In general, the information provision was poor. Despite quite long ‘chats’ about topics like the weather, the midwife’s daughter’s pram choices, new granddaughter, for example, little time was spent on birth planning info, breastfeeding info etc. so I don’t think this was a ‘time’ issue. There were no discussions, I was just told how things would be. For example, “we won’t let you go past 41+5 weeks”, “we will induce you”, etc. It made me very worried for women who are not aware of the concept of informed choice, or who are aware but are too polite / nervous / grateful to ask what their options are. I am aware that some of this could have been down to the fact I was a midwife. But actually I don’t think the 2 midwives I told remembered this (I could tell from the way one of them briefly explained Vitamin K to me), so I’m fairly sure I saw an accurate picture of the care most women get.

Probably the most notable thing was an issue with growth measurements. I was measuring slightly under (2cms below my gestation) for 2 consecutive appointments. I hadn’t been that worried until over the next 2 weeks between appointments I felt like I hadn’t grown at all. I said this to the midwife at my 36 week appointment who measured me and said that I measured 36cms so no need to worry. However, she had not actually found my fundus (top of the uterus) and just put her tape measure to my sternum, where my fundus should have been at that gestation. Only, the whole point was that it was not there! It was much lower – 4cms lower, and I had not grown at all in the past 2 weeks, as I suspected. The midwife was a little embarrassed (understandably) when I pointed this out.
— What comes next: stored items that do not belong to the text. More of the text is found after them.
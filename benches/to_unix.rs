use std::{hint::black_box, sync::LazyLock};

use criterion::{criterion_group, criterion_main, Criterion};
use eolcheck::{convert, LineEnding};
use regex::bytes::Regex;

static DOS_REGEX: LazyLock<Regex> = LazyLock::new(|| Regex::new(r"\r\n").unwrap());

fn bench_to_unix(c: &mut Criterion) {
    let input = "
      Это пример параграфа с пробелами и юникодом.\r\n
    Он содержит строки на русском языке, немного английского, и даже: こんにちは世界！\r\n

    Here's a sentence with normal ASCII characters, leading spaces, and symbols: @$%&.\r\n

            مرحبا بك في عالم الترميز الموحد.
    "
    .to_string();
    let large_input = input.repeat(4096);

    let converted = convert(input.as_bytes(), LineEnding::Dos, LineEnding::Unix);
    assert_eq!(&*converted, &*DOS_REGEX.replace_all(input.as_bytes(), &b"\n"[..]));
    assert_eq!(&*converted, newline_converter::dos2unix(&input).as_bytes());

    c.bench_function("regex", |b| {
        b.iter(|| DOS_REGEX.replace_all(black_box(input.as_bytes()), &b"\n"[..]))
    });

    c.bench_function("regex with large text", |b| {
        b.iter(|| DOS_REGEX.replace_all(black_box(large_input.as_bytes()), &b"\n"[..]))
    });

    c.bench_function("3rd party crate \"newline-converter\": dos2unix()", |b| {
        b.iter(|| newline_converter::dos2unix(black_box(&input)))
    });

    c.bench_function(
        "3rd party crate \"newline-converter\": dos2unix() with large text",
        |b| b.iter(|| newline_converter::dos2unix(black_box(&large_input))),
    );

    c.bench_function("this crate: convert()", |b| {
        b.iter(|| convert(black_box(input.as_bytes()), LineEnding::Dos, LineEnding::Unix))
    });

    c.bench_function("this crate: convert() with large text", |b| {
        b.iter(|| {
            convert(
                black_box(large_input.as_bytes()),
                LineEnding::Dos,
                LineEnding::Unix,
            )
        })
    });
}

criterion_group!(benches, bench_to_unix);
criterion_main!(benches);
use std::env;

use eolcheck::{check, convert, LineEnding, Problem};

fn main() {
    let text = b"Line one\r\nLine two\nLine three\r\n";

    match check(text, None) {
        Ok(_) => println!("consistent"),
        Err(problem @ Problem::Mixed { .. }) => {
            println!("before: {problem}");
            let fixed = convert(text, LineEnding::Dos, LineEnding::Unix);
            println!("after: {:?}", check(&fixed, Some(LineEnding::Unix)));
        }
        Err(problem) => println!("{problem}"),
    }

    if let Some(path) = env::args().nth(1) {
        let status = eolcheck::classify(&path, None, true, true);
        std::process::exit(status);
    }
}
She flippantly remarked that she could make those measurements anything she wanted to, so they were pointless. After some discussion she referred me to a consultant, who referred me for a scan as she was concerned about the growth. In the end it was all fine, baby was bang on average weight. But that wasn’t the point, a truly compromised baby could have been missed.

I also had a problem with the way they gathered feedback. They were doing the Government’s ‘friends and family test’ and gave out cards for feedback. No problem there. However the midwife handed it to me in an appointment and insisted on me doing it there and then in front of her. So no anonymity and no chance of honest, useful feedback. I refused to do this, but I was accosted by the receptionist at my next appointment and was jokingly told that I was not allowed to leave until I filled it in. This time it was the receptionist watching (not so bad), but it had my initials pre-written on the top of my card. I was honest in my brief feedback, but felt very uncomfortable about it, which I’m sure most women would.

My postnatal care was pretty lacking. On the day after I came home I received a phone call to see how I was and to arrange an appointment on day 3 (actually day 4). This is pretty standard practice now and is a change from all women getting a home visit the day after they get home. I don’t have a problem with this as services need to be individualised and not all women want or need a visit, a phone call will do. But the call was not used to find out if I felt I needed a visit, it was to tell me that there would be no visit until day 4. Then a few clinical questions were fired at me! Again, I was fine, but what if I hadn’t have been? The day 4 visit was a whirlwind. I was still in bed, so my dad let the midwife in and showed her upstairs. By the time I met her in the nursery she had said 3 times that she was “only here to weigh the baby”. She set her stall out early that she would not be staying long! Baby had put on weight, so she said well done and left after quickly asking about my blood loss, whether I’d pooed and giving me the contact phone number. I could tell she was busy (it was a Saturday, skeleton staff and she had visits all over Cheshire), so I didn’t dare ask anything!

So, that’s it! I’m afraid to say that I think this might be pretty typical. It probably says more about the model of care, the resources in the team and the workload than the individual midwives. It’s not easy, but individualised, supportive, positive, evidence-based care can be given in a busy NHS maternity service.